Read publications on early childhood development and innovations in early learning.
Read current and past editions of Voices of Practitioners: Teacher Research in Early Childhood Education, NAEYC’s peer-reviewed, professional online journal. It features the research of early childhood teachers, including informative articles, resources, and tools.
Watch the videos on this website, especially “Start Small. Think Big,” to hear why early child development is critical to our community’s future.
Be an advocate for early childhood education in your school, in public meetings, personal communications, and through the media.
- Utilizing the research and reports available (such as the ones mentioned above), share information and evidence about the importance of investing in early childhood. Inspire and mobilize others to support the issue!
Call on local and state policymakers to ask what they are doing to support early childhood initiatives, and encourage them to embrace investment in evidence-based practices as one way to increase educational attainment now and in the future.
- Learn who your legislators are and how to contact them here.
- Use this template to help develop your letter, email or phone call to your legislators.

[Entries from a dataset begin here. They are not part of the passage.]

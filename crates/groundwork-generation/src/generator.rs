//! Project generator
//!
//! Orchestrates one scaffolding run: validation, directory structure,
//! static files, template rendering with destination mapping, the optional
//! context summary, and the final report.

use std::path::{Path, PathBuf};

use tracing::{info, warn};
use walkdir::WalkDir;

use groundwork_config::{build_context, ProjectConfig, ProjectValidator};
use groundwork_templates::{DefaultTable, TemplateLoader, TemplateRenderer};

use crate::error::GenerationError;
use crate::models::{FileAction, GenerationOptions, GenerationReport, WrittenFile};
use crate::structure::{self, PROJECT_DIRECTORIES};
use crate::writer::OutputWriter;

/// Subdirectory of the template directory whose files are copied verbatim.
pub const STATIC_DIR: &str = "static";

/// Name of the generated project summary file.
pub const CONTEXT_FILE: &str = "CONTEXT.md";

/// Generates projects from a template directory.
pub struct ProjectGenerator {
    template_dir: PathBuf,
    renderer: TemplateRenderer,
    writer: OutputWriter,
}

impl ProjectGenerator {
    /// Create a generator over `template_dir`, backed by `defaults`.
    pub fn new(template_dir: impl Into<PathBuf>, defaults: DefaultTable) -> Self {
        Self::with_options(template_dir, defaults, GenerationOptions::default())
    }

    /// Create a generator with explicit run options.
    pub fn with_options(
        template_dir: impl Into<PathBuf>,
        defaults: DefaultTable,
        options: GenerationOptions,
    ) -> Self {
        Self {
            template_dir: template_dir.into(),
            renderer: TemplateRenderer::new(defaults),
            writer: OutputWriter::new(options),
        }
    }

    /// Generate a project at `destination`.
    ///
    /// Fails on invalid configuration or filesystem errors. Unresolved
    /// placeholders do not fail the run: every template still produces a
    /// file, and the report carries the names left unfilled.
    pub fn generate(
        &self,
        config: &ProjectConfig,
        destination: &Path,
    ) -> Result<GenerationReport, GenerationError> {
        let validation = ProjectValidator::new().validate_all(config, destination);
        for warning in &validation.warnings {
            warn!("{warning}");
        }
        if !validation.is_valid {
            return Err(GenerationError::InvalidConfig {
                errors: validation.errors,
            });
        }

        info!(
            "Generating project '{}' at {}",
            config.project_name,
            destination.display()
        );

        let dry_run = self.writer.options().dry_run;
        let created_directories = if dry_run {
            std::iter::once(destination.to_path_buf())
                .chain(
                    PROJECT_DIRECTORIES
                        .iter()
                        .map(|(name, _)| destination.join(name)),
                )
                .collect()
        } else {
            structure::create_structure(destination)?
        };

        let mut files = Vec::new();
        self.copy_static_files(destination, &mut files)?;
        self.process_templates(config, destination, &mut files)?;

        if config.create_context_file {
            let summary = context_summary(config, destination);
            let path = destination.join(CONTEXT_FILE);
            let action = self.writer.write(&path, &summary)?;
            files.push(WrittenFile {
                path,
                action,
                unresolved: Default::default(),
            });
        }

        let unresolved: std::collections::BTreeSet<String> = files
            .iter()
            .flat_map(|file| file.unresolved.iter().cloned())
            .collect();
        if !unresolved.is_empty() {
            warn!(
                "Project '{}' contains unfilled placeholders: {}",
                config.project_name,
                unresolved
                    .iter()
                    .cloned()
                    .collect::<Vec<_>>()
                    .join(", ")
            );
        }

        Ok(GenerationReport {
            project_name: config.project_name.clone(),
            root: destination.to_path_buf(),
            timestamp: chrono::Local::now(),
            created_directories,
            files,
            unresolved,
            dry_run,
        })
    }

    /// Copy everything under `<template_dir>/static/` into the project,
    /// preserving relative paths.
    fn copy_static_files(
        &self,
        destination: &Path,
        files: &mut Vec<WrittenFile>,
    ) -> Result<(), GenerationError> {
        let static_dir = self.template_dir.join(STATIC_DIR);
        if !static_dir.is_dir() {
            return Ok(());
        }

        for entry in WalkDir::new(&static_dir)
            .into_iter()
            .filter_map(Result::ok)
            .filter(|entry| entry.file_type().is_file())
        {
            let relative = entry
                .path()
                .strip_prefix(&static_dir)
                .unwrap_or(entry.path());
            let target = destination.join(relative);
            let action = self.writer.copy(entry.path(), &target)?;
            files.push(WrittenFile {
                path: target,
                action,
                unresolved: Default::default(),
            });
        }

        Ok(())
    }

    /// Render every `.tpl` in the template directory into the project.
    fn process_templates(
        &self,
        config: &ProjectConfig,
        destination: &Path,
        files: &mut Vec<WrittenFile>,
    ) -> Result<(), GenerationError> {
        let context = build_context(config);
        let mut loader = TemplateLoader::new();
        let templates = loader.load_from_directory(&self.template_dir)?;

        if templates.is_empty() {
            warn!(
                "No templates found under {}",
                self.template_dir.display()
            );
        }

        for template in templates {
            let rendered = self.renderer.render(&template.content, &context);
            let target = self.destination_for(&template.id, config, destination);
            let action = self.writer.write(&target, &rendered.content)?;
            files.push(WrittenFile {
                path: target,
                action,
                unresolved: rendered.unresolved,
            });
        }

        Ok(())
    }

    /// Map a template id to its output path inside the project.
    fn destination_for(&self, id: &str, config: &ProjectConfig, destination: &Path) -> PathBuf {
        match id {
            "main_module.py" => destination
                .join("src")
                .join(format!("{}.py", config.main_module())),
            "TUTORIAL.md" => destination.join("docs").join(id),
            _ => destination.join(id),
        }
    }
}

/// Render the CONTEXT.md summary for a generated project.
fn context_summary(config: &ProjectConfig, destination: &Path) -> String {
    let date = chrono::Local::now().format("%Y-%m-%d");
    let structure_lines: String = PROJECT_DIRECTORIES
        .iter()
        .map(|(name, purpose)| format!("- `{name}/` - {purpose}\n"))
        .collect();

    format!(
        "# CONTEXT - {name}\n\n\
         ## Project information\n\n\
         - **Name**: {name}\n\
         - **Description**: {description}\n\
         - **Type**: {project_type}\n\
         - **Author**: {author}\n\
         - **Created**: {date}\n\n\
         ## Generated structure\n\n\
         Root: `{root}`\n\n\
         {structure_lines}\n\
         ## Next steps\n\n\
         1. Review the generated files and fill in anything left blank\n\
         2. Implement the core functionality under `src/`\n\
         3. Write unit tests under `tests/`\n",
        name = config.project_name,
        description = config.description,
        project_type = config.project_type,
        author = config.author,
        date = date,
        root = destination.display(),
        structure_lines = structure_lines,
    )
}
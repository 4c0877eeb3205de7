//! Error types for configuration handling

use std::path::PathBuf;

use thiserror::Error;

/// Errors that can occur while loading or writing configuration files
#[derive(Debug, Error)]
pub enum ConfigError {
    /// Configuration file does not exist
    #[error("Configuration file not found: {0}")]
    NotFound(PathBuf),

    /// File extension is not a supported configuration format
    #[error("Unsupported configuration format: {0} (supported: .json, .yaml, .yml)")]
    UnsupportedFormat(String),

    /// JSON parsing or serialization failed
    #[error("JSON error: {0}")]
    Json(#[from] serde_json::Error),

    /// YAML parsing or serialization failed
    #[error("YAML error: {0}")]
    Yaml(#[from] serde_yaml::Error),

    /// IO error
    #[error("IO error: {0}")]
    Io(#[from] std::io::Error),
}
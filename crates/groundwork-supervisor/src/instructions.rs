//! Corrective instructions derived from supervision findings
//!
//! Turns each issue into an actionable instruction record: a title, a
//! priority, and concrete steps a maintainer (or an automated fixer) can
//! follow.

use std::path::PathBuf;

use serde::{Deserialize, Serialize};

use crate::models::{IssueKind, IssueSeverity, ProjectIssue, SupervisionReport};

/// One actionable remediation derived from a single issue.
#[derive(Debug, Clone, Serialize, Deserialize)]
pub struct CorrectiveInstruction {
    /// Short imperative title
    pub title: String,
    /// Priority inherited from the issue's severity
    pub priority: IssueSeverity,
    /// What the problem is
    pub description: String,
    /// Concrete steps, in order
    pub actions: Vec<String>,
    /// File or directory the instruction targets
    pub file_path: Option<PathBuf>,
}

/// Generate corrective instructions for every issue in a report, most
/// urgent first.
pub fn generate_instructions(report: &SupervisionReport) -> Vec<CorrectiveInstruction> {
    let mut instructions: Vec<CorrectiveInstruction> =
        report.issues.iter().map(instruction_for).collect();
    instructions.sort_by(|a, b| b.priority.cmp(&a.priority));
    instructions
}

fn instruction_for(issue: &ProjectIssue) -> CorrectiveInstruction {
    let (title, actions) = match issue.kind {
        IssueKind::MissingDirectory => (
            "Create missing project directory".to_string(),
            vec![
                "Create the directory listed below".to_string(),
                "Add a short README if its purpose is not obvious".to_string(),
            ],
        ),
        IssueKind::MisplacedFile => (
            "Move files to their conventional location".to_string(),
            vec![
                "Move the listed files to the suggested directory".to_string(),
                "Update any imports that referenced the old location".to_string(),
            ],
        ),
        IssueKind::DuplicateFile => (
            "Remove duplicated file".to_string(),
            vec![
                "Compare the duplicate with its original".to_string(),
                "Delete the copy or merge the differences".to_string(),
            ],
        ),
        IssueKind::DuplicateFunction => (
            "Review duplicated function".to_string(),
            vec![
                "Check whether both definitions are intentional".to_string(),
                "Extract shared behavior or rename one of them".to_string(),
            ],
        ),
        IssueKind::MissingTestsDir => (
            "Create the tests directory".to_string(),
            vec![
                "Create tests/".to_string(),
                "Add tests/__init__.py".to_string(),
                "Add an initial test_*.py file".to_string(),
            ],
        ),
        IssueKind::MissingTestInit => (
            "Add tests/__init__.py".to_string(),
            vec!["Create an empty __init__.py inside tests/".to_string()],
        ),
        IssueKind::NoTestFiles => (
            "Add initial test files".to_string(),
            vec![
                "Create one test file per module under test".to_string(),
                "Name them test_<module>.py".to_string(),
            ],
        ),
        IssueKind::InconsistentTestNaming => (
            "Normalize test file names".to_string(),
            vec!["Rename the listed files to test_*.py or *_test.py".to_string()],
        ),
        IssueKind::DuplicateTestFunction => (
            "Unify duplicated test functions".to_string(),
            vec![
                "Keep one definition of the test".to_string(),
                "Move shared setup into a fixture".to_string(),
            ],
        ),
        IssueKind::EmptyTestFunction => (
            "Implement or remove empty test".to_string(),
            vec![
                "Write assertions for the behavior under test".to_string(),
                "Delete the function if it is obsolete".to_string(),
            ],
        ),
        IssueKind::MissingTestImports => (
            "Import a test framework".to_string(),
            vec!["Add `import pytest` (or `import unittest`) to the listed file".to_string()],
        ),
    };

    CorrectiveInstruction {
        title,
        priority: issue.severity,
        description: issue.description.clone(),
        actions,
        file_path: issue.file_path.clone(),
    }
}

If you work with parents of young children, speak to them about the importance of family involvement in early childhood education. This article, as well as this one, provide more information about why and how family can get involved. Connect parents with appropriate resources to meet their needs.
Join the board of a local early childhood organization.
Volunteer to support early childhood education programs. From reading in a classroom to assisting with out-of-school programming for young children, your volunteerism can make a difference.
Provide volunteer support for families so that each child at risk today will have the opportunity to become a responsible adult and a good neighbor tomorrow.
- Join or initiate volunteer-run parenting programs for young parents or parents-to-be. Home-visiting programs and free parenting workshops are proven, effective ways of supporting at-risk parents. (Learn more about home visiting programs at the Health Resources and Services Administration’s website on Maternal and Child Health.)
Host a screening of Raising New Hampshire: The Early Years and invite friends, colleagues and neighbors to discuss how they could take action to support early childhood at the local level. Consider organizing a complementary panel discussion event featuring professionals in the field of early childhood to invoke deeper conversations around what can be done to support early childhood in your community.